• _Data for review_:

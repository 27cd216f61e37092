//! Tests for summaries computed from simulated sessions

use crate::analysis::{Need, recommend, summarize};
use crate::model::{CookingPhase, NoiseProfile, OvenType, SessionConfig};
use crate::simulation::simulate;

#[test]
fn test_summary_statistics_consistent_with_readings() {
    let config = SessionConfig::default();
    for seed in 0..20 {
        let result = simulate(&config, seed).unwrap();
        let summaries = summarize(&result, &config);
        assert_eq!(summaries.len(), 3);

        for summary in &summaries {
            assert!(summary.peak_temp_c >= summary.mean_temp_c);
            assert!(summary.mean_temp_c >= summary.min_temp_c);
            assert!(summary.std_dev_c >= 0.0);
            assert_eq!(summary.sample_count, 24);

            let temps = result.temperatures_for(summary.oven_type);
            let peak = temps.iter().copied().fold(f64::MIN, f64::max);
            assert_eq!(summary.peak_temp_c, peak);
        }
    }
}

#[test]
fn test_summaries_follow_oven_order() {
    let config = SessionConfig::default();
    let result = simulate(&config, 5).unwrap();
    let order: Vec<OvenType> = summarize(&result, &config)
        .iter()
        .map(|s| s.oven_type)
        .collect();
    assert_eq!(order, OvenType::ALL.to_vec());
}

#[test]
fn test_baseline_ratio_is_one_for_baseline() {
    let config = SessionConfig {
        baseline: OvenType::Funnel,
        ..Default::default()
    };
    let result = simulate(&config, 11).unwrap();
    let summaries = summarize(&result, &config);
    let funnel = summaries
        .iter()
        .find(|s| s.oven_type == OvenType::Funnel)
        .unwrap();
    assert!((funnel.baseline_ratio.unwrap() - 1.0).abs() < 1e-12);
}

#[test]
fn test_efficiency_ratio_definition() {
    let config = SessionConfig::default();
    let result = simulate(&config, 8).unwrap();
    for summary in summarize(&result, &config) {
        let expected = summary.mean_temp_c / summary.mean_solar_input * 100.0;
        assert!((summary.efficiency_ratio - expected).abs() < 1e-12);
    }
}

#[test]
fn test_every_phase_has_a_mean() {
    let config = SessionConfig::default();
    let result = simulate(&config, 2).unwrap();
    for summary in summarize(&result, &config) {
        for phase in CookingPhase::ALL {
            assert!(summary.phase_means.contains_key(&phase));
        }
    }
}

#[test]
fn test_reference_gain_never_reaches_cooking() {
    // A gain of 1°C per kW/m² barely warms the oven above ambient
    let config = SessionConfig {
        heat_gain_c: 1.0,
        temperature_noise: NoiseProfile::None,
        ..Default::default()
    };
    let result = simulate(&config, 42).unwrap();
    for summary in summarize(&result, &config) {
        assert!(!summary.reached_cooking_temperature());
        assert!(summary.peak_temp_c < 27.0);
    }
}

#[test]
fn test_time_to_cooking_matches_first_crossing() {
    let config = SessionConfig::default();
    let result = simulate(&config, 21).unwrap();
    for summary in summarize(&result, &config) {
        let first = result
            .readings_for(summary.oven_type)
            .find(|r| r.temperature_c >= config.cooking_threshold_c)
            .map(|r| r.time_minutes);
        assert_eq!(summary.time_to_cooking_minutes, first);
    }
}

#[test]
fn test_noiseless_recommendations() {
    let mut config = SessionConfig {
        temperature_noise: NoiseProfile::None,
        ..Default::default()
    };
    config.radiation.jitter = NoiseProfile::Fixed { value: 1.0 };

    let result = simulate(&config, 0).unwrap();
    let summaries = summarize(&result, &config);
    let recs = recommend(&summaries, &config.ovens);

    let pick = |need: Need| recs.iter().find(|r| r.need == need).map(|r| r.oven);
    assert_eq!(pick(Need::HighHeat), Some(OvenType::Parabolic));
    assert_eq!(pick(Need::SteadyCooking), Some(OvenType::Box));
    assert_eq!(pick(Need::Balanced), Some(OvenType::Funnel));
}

==

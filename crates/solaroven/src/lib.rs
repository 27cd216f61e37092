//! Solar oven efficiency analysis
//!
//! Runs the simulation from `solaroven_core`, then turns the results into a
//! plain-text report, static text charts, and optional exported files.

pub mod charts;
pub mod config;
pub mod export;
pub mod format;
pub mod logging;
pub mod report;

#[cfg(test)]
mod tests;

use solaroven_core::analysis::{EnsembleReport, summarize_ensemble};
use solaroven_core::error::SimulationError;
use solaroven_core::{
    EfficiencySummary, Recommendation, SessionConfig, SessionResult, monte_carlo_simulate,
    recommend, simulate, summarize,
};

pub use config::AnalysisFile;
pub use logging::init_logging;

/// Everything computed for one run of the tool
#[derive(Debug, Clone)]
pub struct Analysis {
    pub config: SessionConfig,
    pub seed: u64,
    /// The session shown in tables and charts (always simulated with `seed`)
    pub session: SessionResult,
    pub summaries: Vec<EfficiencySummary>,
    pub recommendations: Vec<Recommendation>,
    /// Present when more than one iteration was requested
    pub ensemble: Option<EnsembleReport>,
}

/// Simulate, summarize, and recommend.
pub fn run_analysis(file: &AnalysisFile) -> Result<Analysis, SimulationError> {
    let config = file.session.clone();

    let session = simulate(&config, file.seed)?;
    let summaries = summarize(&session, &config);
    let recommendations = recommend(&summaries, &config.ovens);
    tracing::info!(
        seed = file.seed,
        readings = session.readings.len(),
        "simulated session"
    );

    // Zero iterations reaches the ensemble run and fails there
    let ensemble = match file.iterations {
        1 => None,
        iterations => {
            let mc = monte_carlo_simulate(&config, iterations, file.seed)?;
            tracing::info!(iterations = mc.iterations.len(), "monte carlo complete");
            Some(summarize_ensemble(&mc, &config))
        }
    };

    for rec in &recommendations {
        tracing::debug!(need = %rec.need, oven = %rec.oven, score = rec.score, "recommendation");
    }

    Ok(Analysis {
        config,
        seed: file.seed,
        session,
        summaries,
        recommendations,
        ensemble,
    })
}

• _About this exercise_: What is wanted is a copy of every line in the listing that includes the word "info".

• _Answer to the exercise_:
    tracing::info!(
            tracing::info!(iterations = mc.iterations.len(), "monte carlo complete");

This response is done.